Popular Mistakes When Writing Mental Illness

Popular Mistakes When Writing Mental Illness

What the average person believes about mental illness is heavily influenced by pop culture, particularly Hollywood screenwriters. According to the conventional portrayal of fictional characters with psychological disorders, the character's mind is either full of homicidal thoughts or their disorders are merely eccentric and even humorous. Mental illness crime statistics indicate that somebody with a psychiatric condition is actually less likely to be violent than the population at large, and yet we are fed this idea that they are all dangerous lunatics.

It is time to dispel misconceptions of mental illness in society. Here is a look at five lies that we are told about fictional characters with mental illness along with some mental health myths and facts.

Padded Cells and Straitjackets Are the Norm

Do they use straight-jackets in mental hospitals today?

Do they use straight-jackets in mental hospitals today? If you believe Hollywood, the answer is obviously "yes." But the truth is, straight-jackets have gone the way of the dodo bird. They are a cruel and pose a threat to the physical well-being of a patient. While mental health workers are trained in the use of short-term physical restraints when necessary, the process is heavily regulated and requires a great deal of paperwork. If a patient has been committed to a hospital, they will not spend even a second in a straight-jacket.

Regarding padded cells at mental health facilities, they are a rarity, usually limited to situations in which a mentally ill patient presents an immediate danger to themselves. In most cases, there is very little difference between a bedroom at a modern psychiatric hospital and those at a college dormitory, except that the furniture in the hospital room is usually secured to the walls and floor, and the hooks and door handles are absent in order to maintain a safe atmosphere.

If you visit a Psychiatric Intensive Care Unit, where patients with the most immediate and serious conditions are treated, you will find a low stimulation room, as well as soft furniture, but even then you won't find any pads on the walls.

Schizophrenia Is Not Split Personality

Schizophrenia Is Not Split Personality

According to a recent survey by the UK-based Time to Change mental health campaign, approximately 70% of the British consider schizophrenia to be characterized by split personality. This is a bit of a shock, but not really. While the word schizophrenia really does mean "split mind," its origins were based on ill-informed 19th-century thinking. Today schizophrenia is recognized as a psychotic disorder in which the patient is unable to distinguish between reality and the fiction they create in their minds. Split personality is actually an entirely different disorder known clinically as multiple personality disorder. Even then, Hollywood has false ideas about what this entails.

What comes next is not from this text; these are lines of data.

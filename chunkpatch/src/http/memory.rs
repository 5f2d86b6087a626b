//! In-memory [`HttpTransport`] with scripted results.
//!
//! Serves bodies registered with [`MemoryTransport::insert`], replays queued
//! results per URL, and can hold completions back to simulate a stalled
//! network. Completions are delivered synchronously from `process`.

use std::collections::{HashMap, VecDeque};

use bytes::Bytes;
use parking_lot::Mutex;

use super::transport::{
    CompletionCallback, HttpRequest, HttpResponse, HttpTransport, TransportResult,
};

#[derive(Default)]
struct MemoryInner {
    bodies: HashMap<String, Bytes>,
    scripted: HashMap<String, VecDeque<TransportResult>>,
    default_result: Option<TransportResult>,
    hold: bool,
    held: Vec<(String, CompletionCallback)>,
    requests: HashMap<String, usize>,
}

#[derive(Default)]
pub struct MemoryTransport {
    inner: Mutex<MemoryInner>,
}

impl MemoryTransport {
    pub fn new() -> Self {
        Self::default()
    }

    /// Serve `body` with status 200 for `url`.
    pub fn insert(&self, url: impl Into<String>, body: impl Into<Bytes>) {
        self.inner.lock().bodies.insert(url.into(), body.into());
    }

    /// Queue a result returned by the next request for `url`, ahead of any
    /// registered body.
    pub fn push_result(&self, url: impl Into<String>, result: TransportResult) {
        self.inner
            .lock()
            .scripted
            .entry(url.into())
            .or_default()
            .push_back(result);
    }

    /// Result for URLs with no body or script. Defaults to a 404 response.
    pub fn set_default_result(&self, result: TransportResult) {
        self.inner.lock().default_result = Some(result);
    }

    /// While holding, requests are recorded but not completed.
    pub fn set_hold(&self, hold: bool) {
        self.inner.lock().hold = hold;
    }

    /// Complete every held request with its normal result.
    pub fn release_held(&self) {
        let held = {
            let mut inner = self.inner.lock();
            inner.hold = false;
            std::mem::take(&mut inner.held)
        };
        for (url, on_complete) in held {
            let result = self.inner.lock().result_for(&url);
            on_complete(result);
        }
    }

    pub fn request_count(&self, url: &str) -> usize {
        self.inner.lock().requests.get(url).copied().unwrap_or(0)
    }

    pub fn total_requests(&self) -> usize {
        self.inner.lock().requests.values().sum()
    }

    pub fn held_count(&self) -> usize {
        self.inner.lock().held.len()
    }
}

impl MemoryInner {
    fn result_for(&mut self, url: &str) -> TransportResult {
        if let Some(result) = self.scripted.get_mut(url).and_then(VecDeque::pop_front) {
            return result;
        }
        if let Some(body) = self.bodies.get(url) {
            return Ok(HttpResponse::new(200, body.clone()));
        }
        self.default_result
            .clone()
            .unwrap_or_else(|| Ok(HttpResponse::new(404, Bytes::new())))
    }
}

impl HttpTransport for MemoryTransport {
    fn process(&self, request: HttpRequest, on_complete: CompletionCallback) {
        let result = {
            let mut inner = self.inner.lock();
            *inner.requests.entry(request.url.clone()).or_default() += 1;
            if inner.hold {
                inner.held.push((request.url, on_complete));
                return;
            }
            inner.result_for(&request.url)
        };
        on_complete(result);
    }
}

#[cfg(test)]
mod tests {
    use super::*;
    use crate::http::TransportError;
    use std::sync::mpsc;

    fn run(transport: &MemoryTransport, url: &str) -> Option<TransportResult> {
        let (tx, rx) = mpsc::channel();
        transport.process(
            HttpRequest::get(url),
            Box::new(move |r| {
                let _ = tx.send(r);
            }),
        );
        rx.try_recv().ok()
    }

    #[test]
    fn test_scripted_results_come_first() {
        let transport = MemoryTransport::new();
        transport.insert("u", b"body".to_vec());
        transport.push_result("u", Err(TransportError::Connection("x".to_string())));

        assert!(run(&transport, "u").unwrap().is_err());
        assert_eq!(run(&transport, "u").unwrap().unwrap().status, 200);
        assert_eq!(run(&transport, "other").unwrap().unwrap().status, 404);
        assert_eq!(transport.request_count("u"), 2);
        assert_eq!(transport.total_requests(), 3);
    }

    #[test]
    fn test_hold_and_release() {
        let transport = MemoryTransport::new();
        transport.insert("u", b"body".to_vec());
        transport.set_hold(true);

        let (tx, rx) = mpsc::channel();
        transport.process(
            HttpRequest::get("u"),
            Box::new(move |r| {
                let _ = tx.send(r);
            }),
        );
        assert!(rx.try_recv().is_err());
        assert_eq!(transport.held_count(), 1);

        transport.release_held();
        assert_eq!(rx.try_recv().unwrap().unwrap().status, 200);
    }
}
//! CLI error type.

use std::path::PathBuf;

use thiserror::Error;

use chunkpatch::config::ConfigError;
use chunkpatch::http::HttpError;
use chunkpatch::logging::LoggingError;
use chunkpatch::manifest::ManifestError;
use chunkpatch::source::ChunkDbError;

#[derive(Debug, Error)]
pub enum CliError {
    #[error("Configuration error: {0}")]
    Config(String),

    #[error(transparent)]
    ConfigFile(#[from] ConfigError),

    #[error(transparent)]
    Logging(#[from] LoggingError),

    #[error(transparent)]
    Manifest(#[from] ManifestError),

    #[error(transparent)]
    ChunkDb(#[from] ChunkDbError),

    #[error("Failed to create HTTP client: {0}")]
    Http(#[from] HttpError),

    #[error("Chunk {id} in {path} is missing or corrupt")]
    BadChunk { id: String, path: PathBuf },

    #[error("Installation failed: {code}: {text}")]
    InstallFailed { code: String, text: String },

    #[error("Installation cancelled")]
    Cancelled,
}

impl CliError {
    /// Process exit code for this error.
    pub fn exit_code(&self) -> i32 {
        match self {
            CliError::Cancelled => 130,
            CliError::InstallFailed { .. } => 2,
            _ => 1,
        }
    }
}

The typical fictional characters with mental disorders such as multiple personality disorder are portrayed as having two or more distinct personalities all with that individual's body, with limited or even completely lacking conscious awareness about these other "selves." We can probably thank Brad Pitt and his portrayal in Fight Club for this. In reality, it is much more complicated. Patients may be said to be suffering from a severe form of dissociative state in which an individual unconsciously separates parts of themselves as they deviate from reality. Even then, this condition is extremely rare and not at all like the Hollywood version. A patient might, say, regress into childhood during a therapy session, but there are precisely zero mental illness crime cases in which the subconscious part of them takes over the body and acts like a psychopathic killer while the "innocent" side of the personality remains oblivious.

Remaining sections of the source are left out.